BEGIN THE DATA

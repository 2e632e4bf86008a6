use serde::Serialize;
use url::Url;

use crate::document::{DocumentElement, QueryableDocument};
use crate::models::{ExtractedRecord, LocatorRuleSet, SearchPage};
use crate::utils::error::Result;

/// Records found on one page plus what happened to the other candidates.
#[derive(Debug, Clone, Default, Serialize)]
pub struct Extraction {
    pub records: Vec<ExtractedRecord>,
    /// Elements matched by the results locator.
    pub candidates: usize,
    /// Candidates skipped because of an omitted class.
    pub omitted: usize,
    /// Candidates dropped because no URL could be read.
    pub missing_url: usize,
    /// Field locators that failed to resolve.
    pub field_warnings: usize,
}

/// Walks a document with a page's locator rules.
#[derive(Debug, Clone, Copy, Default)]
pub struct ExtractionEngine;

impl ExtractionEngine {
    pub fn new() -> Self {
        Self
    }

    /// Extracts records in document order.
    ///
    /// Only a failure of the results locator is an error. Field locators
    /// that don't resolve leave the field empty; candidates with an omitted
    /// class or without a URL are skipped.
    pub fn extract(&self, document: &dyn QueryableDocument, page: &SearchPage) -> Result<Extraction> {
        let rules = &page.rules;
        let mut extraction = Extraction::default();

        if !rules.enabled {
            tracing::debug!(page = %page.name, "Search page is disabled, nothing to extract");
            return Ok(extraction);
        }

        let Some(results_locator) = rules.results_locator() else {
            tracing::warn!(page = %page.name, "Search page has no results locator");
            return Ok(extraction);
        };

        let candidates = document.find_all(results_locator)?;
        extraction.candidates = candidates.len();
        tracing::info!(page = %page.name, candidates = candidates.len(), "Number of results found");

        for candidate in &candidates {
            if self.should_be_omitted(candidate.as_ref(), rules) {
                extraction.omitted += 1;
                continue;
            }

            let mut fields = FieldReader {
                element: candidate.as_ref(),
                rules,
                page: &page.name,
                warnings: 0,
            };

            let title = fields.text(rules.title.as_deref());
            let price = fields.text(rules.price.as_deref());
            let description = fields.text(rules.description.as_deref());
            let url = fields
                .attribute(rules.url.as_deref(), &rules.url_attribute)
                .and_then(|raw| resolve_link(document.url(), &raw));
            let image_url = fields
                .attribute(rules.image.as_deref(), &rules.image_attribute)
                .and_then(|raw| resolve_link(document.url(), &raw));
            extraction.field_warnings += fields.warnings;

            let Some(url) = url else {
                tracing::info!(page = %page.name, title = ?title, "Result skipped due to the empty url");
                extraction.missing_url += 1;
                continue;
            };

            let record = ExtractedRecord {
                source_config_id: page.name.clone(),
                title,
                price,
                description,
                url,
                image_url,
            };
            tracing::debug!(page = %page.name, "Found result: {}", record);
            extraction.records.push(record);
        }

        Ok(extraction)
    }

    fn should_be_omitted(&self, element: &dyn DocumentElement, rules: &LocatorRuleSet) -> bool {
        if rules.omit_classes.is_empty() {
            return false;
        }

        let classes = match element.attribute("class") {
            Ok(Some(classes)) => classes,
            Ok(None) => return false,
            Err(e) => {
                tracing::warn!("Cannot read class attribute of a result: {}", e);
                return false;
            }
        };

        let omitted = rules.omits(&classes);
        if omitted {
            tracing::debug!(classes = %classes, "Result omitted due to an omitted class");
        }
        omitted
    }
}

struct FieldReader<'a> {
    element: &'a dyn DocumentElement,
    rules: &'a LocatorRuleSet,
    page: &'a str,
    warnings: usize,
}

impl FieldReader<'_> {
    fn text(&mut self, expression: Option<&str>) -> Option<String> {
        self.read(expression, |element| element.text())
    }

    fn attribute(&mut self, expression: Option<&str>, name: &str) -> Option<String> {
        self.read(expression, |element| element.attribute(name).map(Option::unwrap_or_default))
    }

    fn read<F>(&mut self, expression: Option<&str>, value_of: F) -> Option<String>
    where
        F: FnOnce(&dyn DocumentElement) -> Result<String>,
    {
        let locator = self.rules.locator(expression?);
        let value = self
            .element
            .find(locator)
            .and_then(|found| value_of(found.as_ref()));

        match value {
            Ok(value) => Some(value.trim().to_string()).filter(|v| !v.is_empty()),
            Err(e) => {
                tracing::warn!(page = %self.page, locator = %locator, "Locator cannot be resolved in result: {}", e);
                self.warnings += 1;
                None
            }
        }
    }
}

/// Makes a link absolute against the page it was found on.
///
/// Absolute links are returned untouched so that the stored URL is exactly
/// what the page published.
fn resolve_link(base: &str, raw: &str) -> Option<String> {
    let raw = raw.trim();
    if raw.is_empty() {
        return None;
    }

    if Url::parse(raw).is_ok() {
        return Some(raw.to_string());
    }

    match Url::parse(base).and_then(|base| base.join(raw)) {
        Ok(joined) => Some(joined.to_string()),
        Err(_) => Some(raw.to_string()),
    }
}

END THE DATA
BEGIN THE DATA

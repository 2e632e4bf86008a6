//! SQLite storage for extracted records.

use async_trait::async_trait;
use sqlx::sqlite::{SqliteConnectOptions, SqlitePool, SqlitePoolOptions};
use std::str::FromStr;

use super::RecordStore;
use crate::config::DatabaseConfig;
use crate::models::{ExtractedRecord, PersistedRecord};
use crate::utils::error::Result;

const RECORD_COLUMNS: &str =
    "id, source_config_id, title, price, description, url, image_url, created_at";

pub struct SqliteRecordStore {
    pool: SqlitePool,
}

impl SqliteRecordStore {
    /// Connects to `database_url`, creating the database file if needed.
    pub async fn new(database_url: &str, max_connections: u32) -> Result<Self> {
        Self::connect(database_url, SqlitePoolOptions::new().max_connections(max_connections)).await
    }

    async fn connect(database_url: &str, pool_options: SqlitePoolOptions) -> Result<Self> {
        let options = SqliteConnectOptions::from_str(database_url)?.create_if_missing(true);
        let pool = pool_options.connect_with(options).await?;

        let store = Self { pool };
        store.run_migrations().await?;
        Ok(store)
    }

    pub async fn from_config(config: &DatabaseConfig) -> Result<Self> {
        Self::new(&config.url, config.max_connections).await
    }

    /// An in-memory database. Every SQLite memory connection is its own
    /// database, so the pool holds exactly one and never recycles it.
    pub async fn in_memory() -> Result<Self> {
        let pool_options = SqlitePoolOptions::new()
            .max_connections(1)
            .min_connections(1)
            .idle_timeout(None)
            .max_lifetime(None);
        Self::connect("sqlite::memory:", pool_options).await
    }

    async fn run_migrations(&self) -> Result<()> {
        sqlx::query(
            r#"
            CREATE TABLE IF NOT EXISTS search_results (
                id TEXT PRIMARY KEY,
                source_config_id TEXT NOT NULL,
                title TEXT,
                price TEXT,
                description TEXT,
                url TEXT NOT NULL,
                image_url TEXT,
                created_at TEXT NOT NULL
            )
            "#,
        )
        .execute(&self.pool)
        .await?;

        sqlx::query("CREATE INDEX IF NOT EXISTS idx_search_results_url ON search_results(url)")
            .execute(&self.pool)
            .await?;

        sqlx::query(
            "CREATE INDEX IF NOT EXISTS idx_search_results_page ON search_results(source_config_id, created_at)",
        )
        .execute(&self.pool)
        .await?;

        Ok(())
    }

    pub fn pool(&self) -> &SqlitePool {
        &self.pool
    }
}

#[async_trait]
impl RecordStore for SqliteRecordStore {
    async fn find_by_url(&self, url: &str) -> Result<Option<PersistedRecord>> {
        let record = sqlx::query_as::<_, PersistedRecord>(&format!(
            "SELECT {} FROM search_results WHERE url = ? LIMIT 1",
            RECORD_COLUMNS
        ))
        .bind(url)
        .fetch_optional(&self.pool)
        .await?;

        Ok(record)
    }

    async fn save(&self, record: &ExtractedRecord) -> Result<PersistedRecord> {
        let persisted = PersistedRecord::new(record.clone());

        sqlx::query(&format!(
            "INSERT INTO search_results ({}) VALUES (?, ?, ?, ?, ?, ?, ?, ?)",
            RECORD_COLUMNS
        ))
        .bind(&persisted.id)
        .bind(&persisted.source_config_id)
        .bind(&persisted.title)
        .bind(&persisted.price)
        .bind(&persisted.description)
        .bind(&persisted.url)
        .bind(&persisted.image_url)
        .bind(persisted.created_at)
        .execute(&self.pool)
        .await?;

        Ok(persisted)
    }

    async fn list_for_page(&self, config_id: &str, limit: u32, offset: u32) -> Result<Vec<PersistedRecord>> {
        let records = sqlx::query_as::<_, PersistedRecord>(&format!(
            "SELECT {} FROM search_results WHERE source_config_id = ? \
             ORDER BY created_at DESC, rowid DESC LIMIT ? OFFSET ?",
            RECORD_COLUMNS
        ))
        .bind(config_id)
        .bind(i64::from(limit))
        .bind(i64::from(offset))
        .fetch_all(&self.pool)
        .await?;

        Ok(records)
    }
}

END THE DATA

Only the number is needed here: how many lines in the data contain "DocumentElement"?

4